The book and/or the film draws a link between the influenza pandemic of 1918 and the subsequent encephalitis lethargica pandemic that followed. My understanding is that there is no irrefutable evidence that the first pandemic caused the second one, but this continues to be the subject of scientific debate.
Curious, I searched the web for “encephalitis lethargica” and “COVID” and found that (of course) I am not the only one to be thinking about this. Some examples:
US National Library of Medicine: From encephalitis lethargica to COVID-19: Is there another epidemic ahead?
The above characteristics can be indicative of the ability of coronaviruses to produce persistent neurological lesions. Acute COVID-19-related encephalitis, along with the potentially long-term worrying consequences of the disease, underscore the need for clinicians to pay attention to the suspected cases of encephalitis in this regard.
The Lancet: COVID-19: can we learn from encephalitis lethargica?

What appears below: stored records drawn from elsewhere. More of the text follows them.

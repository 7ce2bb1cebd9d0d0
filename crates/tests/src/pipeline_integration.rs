//! Integration tests for the file-to-file filtering pipeline
//!
//! These tests go through real files: configuration on disk, a canonical
//! WAV input, and the filtered output.

use quadfilter_core::domain::{
    AudioError, BiquadEngine, CarryPolicy, ChannelLayout, ConfigError, QuadfilterConfig,
    QuantizedCoefficients, WAV_HEADER_SIZE,
};
use std::path::Path;
use tempfile::TempDir;

fn wav_bytes(channels: u16, sample_rate: u32, samples: &[i16]) -> Vec<u8> {
    let data_len = (samples.len() * 2) as u32;
    let block_align = channels * 2;

    let mut bytes = Vec::with_capacity(WAV_HEADER_SIZE + samples.len() * 2);
    bytes.extend_from_slice(b"RIFF");
    bytes.extend_from_slice(&(36 + data_len).to_le_bytes());
    bytes.extend_from_slice(b"WAVEfmt ");
    bytes.extend_from_slice(&16u32.to_le_bytes());
    bytes.extend_from_slice(&1u16.to_le_bytes());
    bytes.extend_from_slice(&channels.to_le_bytes());
    bytes.extend_from_slice(&sample_rate.to_le_bytes());
    bytes.extend_from_slice(&(sample_rate * block_align as u32).to_le_bytes());
    bytes.extend_from_slice(&block_align.to_le_bytes());
    bytes.extend_from_slice(&16u16.to_le_bytes());
    bytes.extend_from_slice(b"data");
    bytes.extend_from_slice(&data_len.to_le_bytes());
    for s in samples {
        bytes.extend_from_slice(&s.to_le_bytes());
    }
    bytes
}

fn read_body(path: &Path) -> Vec<i16> {
    let bytes = std::fs::read(path).unwrap();
    bytes[WAV_HEADER_SIZE..]
        .chunks_exact(2)
        .map(|b| i16::from_le_bytes([b[0], b[1]]))
        .collect()
}

fn generate_sine_wave(frequency: f64, sample_rate: u32, frames: usize, amplitude: f64) -> Vec<i16> {
    (0..frames)
        .map(|i| 2.0 * std::f64::consts::PI * frequency * i as f64 / sample_rate as f64)
        .map(|phase| (phase.sin() * amplitude) as i16)
        .collect()
}

fn rms(samples: &[i16]) -> f64 {
    let sum: f64 = samples.iter().map(|&s| (s as f64) * (s as f64)).sum();
    (sum / samples.len() as f64).sqrt()
}

// ============================================================================
// END-TO-END SCENARIOS
// ============================================================================

#[test]
fn test_four_sample_stereo_file() {
    let dir = TempDir::new().unwrap();
    let input = dir.path().join("in.wav");
    let output = dir.path().join("out.wav");

    let source = wav_bytes(2, 48000, &[100, -100, 200, -200]);
    std::fs::write(&input, &source).unwrap();

    let mut config = QuadfilterConfig::stereo_lowpass();
    config.filter.cutoff_hz = 200.0;

    let stats = config.build_processor().unwrap().run_files(&input, &output).unwrap();
    assert_eq!(stats.samples, 4);

    let written = std::fs::read(&output).unwrap();
    assert_eq!(&written[..WAV_HEADER_SIZE], &source[..WAV_HEADER_SIZE]);
    assert_eq!(written.len(), source.len());
}

#[test]
fn test_factory_default_difference_channel() {
    let dir = TempDir::new().unwrap();
    let input = dir.path().join("in.wav");
    let output = dir.path().join("out.wav");

    // Identical left and right: the right channel becomes the residual
    // between the floating and fixed-point tracks, which stays tiny
    let mono = generate_sine_wave(440.0, 48000, 4_800, 8_000.0);
    let stereo: Vec<i16> = mono.iter().flat_map(|&s| [s, s]).collect();
    std::fs::write(&input, wav_bytes(2, 48000, &stereo)).unwrap();

    QuadfilterConfig::factory_default()
        .build_processor()
        .unwrap()
        .run_files(&input, &output)
        .unwrap();

    let body = read_body(&output);
    let left: Vec<i16> = body.iter().step_by(2).copied().collect();
    let right: Vec<i16> = body.iter().skip(1).step_by(2).copied().collect();

    assert!(rms(&left) > 4_000.0, "440 Hz passes a 10 kHz low-pass");
    assert!(right.iter().all(|&r| r.abs() <= 2), "residual too large");
}

#[test]
fn test_low_pass_attenuates_high_frequencies() {
    let dir = TempDir::new().unwrap();
    let low_in = dir.path().join("low.wav");
    let high_in = dir.path().join("high.wav");
    let low_out = dir.path().join("low_out.wav");
    let high_out = dir.path().join("high_out.wav");

    let stereo_sine = |frequency: f64| -> Vec<u8> {
        let mono = generate_sine_wave(frequency, 48000, 9_600, 10_000.0);
        let stereo: Vec<i16> = mono.iter().flat_map(|&x| [x, x]).collect();
        wav_bytes(2, 48000, &stereo)
    };
    std::fs::write(&low_in, stereo_sine(50.0)).unwrap();
    std::fs::write(&high_in, stereo_sine(5_000.0)).unwrap();

    let config = QuadfilterConfig::stereo_lowpass();
    config.build_processor().unwrap().run_files(&low_in, &low_out).unwrap();
    config.build_processor().unwrap().run_files(&high_in, &high_out).unwrap();

    // Skip the settling period
    let low_rms = rms(&read_body(&low_out)[4_800..]);
    let high_rms = rms(&read_body(&high_out)[4_800..]);

    assert!(low_rms > 6_000.0, "50 Hz passband rms {low_rms}");
    assert!(high_rms < 100.0, "5 kHz stopband rms {high_rms}");
}

#[test]
fn test_mono_independent_matches_engine() {
    let dir = TempDir::new().unwrap();
    let input = dir.path().join("in.wav");
    let output = dir.path().join("out.wav");

    let samples = generate_sine_wave(1_000.0, 48000, 2_345, 20_000.0);
    std::fs::write(&input, wav_bytes(1, 48000, &samples)).unwrap();

    let mut config = QuadfilterConfig::stereo_lowpass();
    config.stream.channels = 1;
    config.stream.block_size = 64;
    config.build_processor().unwrap().run_files(&input, &output).unwrap();

    let coeffs = QuantizedCoefficients::lowpass(&config.filter_spec().unwrap());
    let mut expected = samples.clone();
    BiquadEngine::new(coeffs, CarryPolicy::CarryRemainder).process(&mut expected);

    assert_eq!(read_body(&output), expected);
}

#[test]
fn test_header_mismatch_still_copies_verbatim() {
    let dir = TempDir::new().unwrap();
    let input = dir.path().join("in.wav");
    let output = dir.path().join("out.wav");

    // Header says 44.1 kHz, configuration says 48 kHz
    let source = wav_bytes(2, 44_100, &[1, 2, 3, 4, 5, 6]);
    std::fs::write(&input, &source).unwrap();

    QuadfilterConfig::stereo_lowpass()
        .build_processor()
        .unwrap()
        .run_files(&input, &output)
        .unwrap();

    let written = std::fs::read(&output).unwrap();
    assert_eq!(&written[..WAV_HEADER_SIZE], &source[..WAV_HEADER_SIZE]);
}

// ============================================================================
// FAILURES
// ============================================================================

#[test]
fn test_truncated_header() {
    let dir = TempDir::new().unwrap();
    let input = dir.path().join("short.wav");
    std::fs::write(&input, [0u8; 10]).unwrap();

    let result = QuadfilterConfig::factory_default()
        .build_processor()
        .unwrap()
        .run_files(&input, &dir.path().join("out.wav"));

    assert!(matches!(result, Err(AudioError::HeaderRead(_))));
}

#[test]
fn test_unwritable_output() {
    let dir = TempDir::new().unwrap();
    let input = dir.path().join("in.wav");
    std::fs::write(&input, wav_bytes(2, 48000, &[0, 0])).unwrap();

    // A directory cannot be opened as the output file
    let result = QuadfilterConfig::factory_default()
        .build_processor()
        .unwrap()
        .run_files(&input, dir.path());

    assert!(matches!(result, Err(AudioError::FileOpen { role: "output", .. })));
}

// ============================================================================
// CONFIGURATION ON DISK
// ============================================================================

#[tokio::test]
async fn test_config_file_drives_processing() {
    let dir = TempDir::new().unwrap();
    let config_path = dir.path().join("quadfilter.toml");
    std::fs::write(
        &config_path,
        r#"
        [filter]
        cutoff_hz = 200.0
        carry = "carry-remainder"

        [stream]
        layout = "independent"
        block_size = 10
        "#,
    )
    .unwrap();

    let config = QuadfilterConfig::load_from_file(&config_path).await.unwrap();
    assert_eq!(config.stream.layout, ChannelLayout::Independent);
    assert_eq!(config, {
        let mut expected = QuadfilterConfig::stereo_lowpass();
        expected.stream.block_size = 10;
        expected
    });

    let input = dir.path().join("in.wav");
    let output = dir.path().join("out.wav");
    std::fs::write(&input, wav_bytes(2, 48000, &vec![1_000; 50_000])).unwrap();

    let stats = config.build_processor().unwrap().run_files(&input, &output).unwrap();
    assert_eq!(stats.blocks, 5_000);

    // Remainder carry settles exactly on the DC input
    let body = read_body(&output);
    assert!(body[40_000..].iter().all(|&s| s == 1_000));
}

#[tokio::test]
async fn test_invalid_config_rejected() {
    let dir = TempDir::new().unwrap();
    let config_path = dir.path().join("bad.toml");
    std::fs::write(&config_path, "[filter]\nq = 2.0\n").unwrap();

    let config = QuadfilterConfig::load_from_file(&config_path).await.unwrap();
    assert!(matches!(
        config.build_processor(),
        Err(ConfigError::Audio(AudioError::InvalidSpec(_)))
    ));
}
//! Example comparing the two carry policies on an impulse and a DC step
//!
//! Run with: cargo run --package quadfilter-core --example filter_demo

use quadfilter_core::domain::{
    BiquadEngine, CarryPolicy, FilterSpec, QuadfilterConfig, QuantizedCoefficients,
};

fn main() -> Result<(), Box<dyn std::error::Error>> {
    tracing_subscriber::fmt()
        .with_env_filter("quadfilter_core=debug,info")
        .init();

    println!("=== Quadfilter Carry Policy Demo ===\n");

    let config = QuadfilterConfig::stereo_lowpass();
    println!("1. Configuration (TOML):\n");
    println!("{}", toml::to_string_pretty(&config)?);

    let spec = FilterSpec::new(
        config.filter.cutoff_hz,
        config.stream.sample_rate,
        config.filter.q,
    )?;
    let coeffs = QuantizedCoefficients::lowpass(&spec);
    println!("2. Q30 coefficients: {:?}\n", coeffs.fixed);

    println!("3. Impulse response (first 12 samples):");
    for policy in [CarryPolicy::RoundAndReset, CarryPolicy::CarryRemainder] {
        let mut signal = vec![0i16; 12];
        signal[0] = i16::MAX;
        BiquadEngine::new(coeffs, policy).process(&mut signal);
        println!("   {policy:>16}: {signal:?}");
    }

    println!("\n4. Settled output for a DC input of 1000:");
    for policy in [CarryPolicy::RoundAndReset, CarryPolicy::CarryRemainder] {
        let mut engine = BiquadEngine::new(coeffs, policy);
        let mut signal = vec![1_000i16; 20_000];
        engine.process(&mut signal);
        println!(
            "   {policy:>16}: {} (residue {:#x})",
            signal[signal.len() - 1],
            engine.state().residue()
        );
    }

    Ok(())
}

We should take advantage of both historical and novel evidence. The prevalence of anosmia, combined with the neuroinvasive properties of coronaviruses, might support neuroinvasion by SARS-CoV-2. Whether the infection might trigger neurodegeneration, starting in the olfactory bulb, in predisposed patients is unknown. We should not underestimate the potential long-term neurological sequelae of this novel coronavirus.

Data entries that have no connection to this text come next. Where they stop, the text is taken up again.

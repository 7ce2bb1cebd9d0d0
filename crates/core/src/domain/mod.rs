//! Domain entities and filtering rules

pub mod audio;
pub mod config;
pub mod dsp;
pub mod fixed_point;
pub mod stream;

// Re-export specific items to avoid ambiguous glob imports
pub use audio::{AudioError, ChannelCount, DeclaredFormat, WavHeader, WAV_HEADER_SIZE};
pub use config::{ConfigError, FilterConfig, QuadfilterConfig, StreamConfig};
pub use dsp::{
    BiquadCoeffs, BiquadEngine, BlockFilter, CarryPolicy, ChannelBank, ChannelLayout,
    FilterSpec, FilterState, FixedCoeffs, InterleavedDifference, QuantizedCoefficients,
};
pub use fixed_point::FixedPointFormat;
pub use stream::{StreamProcessor, StreamStats, DEFAULT_BLOCK_SIZE};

NHS University College London Hospitals: Increase in delirium, rare brain inflammation and stroke linked to COVID-19
“We should be vigilant and look out for these complications in people who have had COVID-19. Whether we will see an epidemic on a large scale of brain damage linked to the pandemic – perhaps similar to the encephalitis lethargica outbreak in the 1920s and 1930s after the 1918 influenza pandemic – remains to be seen.”
The Conversation: How coronavirus affects the brain
Encephalitis and sleeping sickness had been linked to previous influenza outbreaks between the 1580s to 1890s. But the 20th-century epidemic of encephalitis lethargica started in 1915, before the influenza pandemic, and continued into the 1930s, so a direct link between the two has remained difficult to prove.
In those who died, postmortems revealed a pattern of inflammation in the seat of the brain (known as the brainstem). Some patients who had damage to areas of the brain involved in movement were locked in their bodies, unable to move for decades (post-encephalitic Parkinsonism), and were only “awakened” by treatment with L-Dopa (a chemical that naturally occurs in the body) by Oliver Sacks in the 1960s. It is too early to tell if we will see a similar outbreak associated with the COVID-19 pandemic, though early reports of encephalitis in COVID-19 have shown features similar to those in encephalitis lethargica.
The aftermath of this global event has many lessons for us now in the time of COVID-19. One, of course, is that we may see widespread brain damage following this viral pandemic.
I’m not sure when I’ll be at the stage where I feel comfortable visiting friends at their houses, sharing car journeys, or meeting up in pubs or restaurants. I doubt that there is a rigorous logical set of conditions that would need to be specifically met before I start doing those things again. I’ll know it when I feel it. Perhaps this stuff is just different for everyone based on their perception of risk versus their need to socialise to maintain a quality of life and good mental health. Perhaps part of it is that I am lucky to have a job that I can do from home so my need to venture out is minimal. Perhaps my interest in politics over the past few years has made me much more deeply distrustful of our government and their response to the pandemic than many other people. Eight months in, the novelty of being at home all the time has worn off, but I’m still ok to keep hunkering down for now.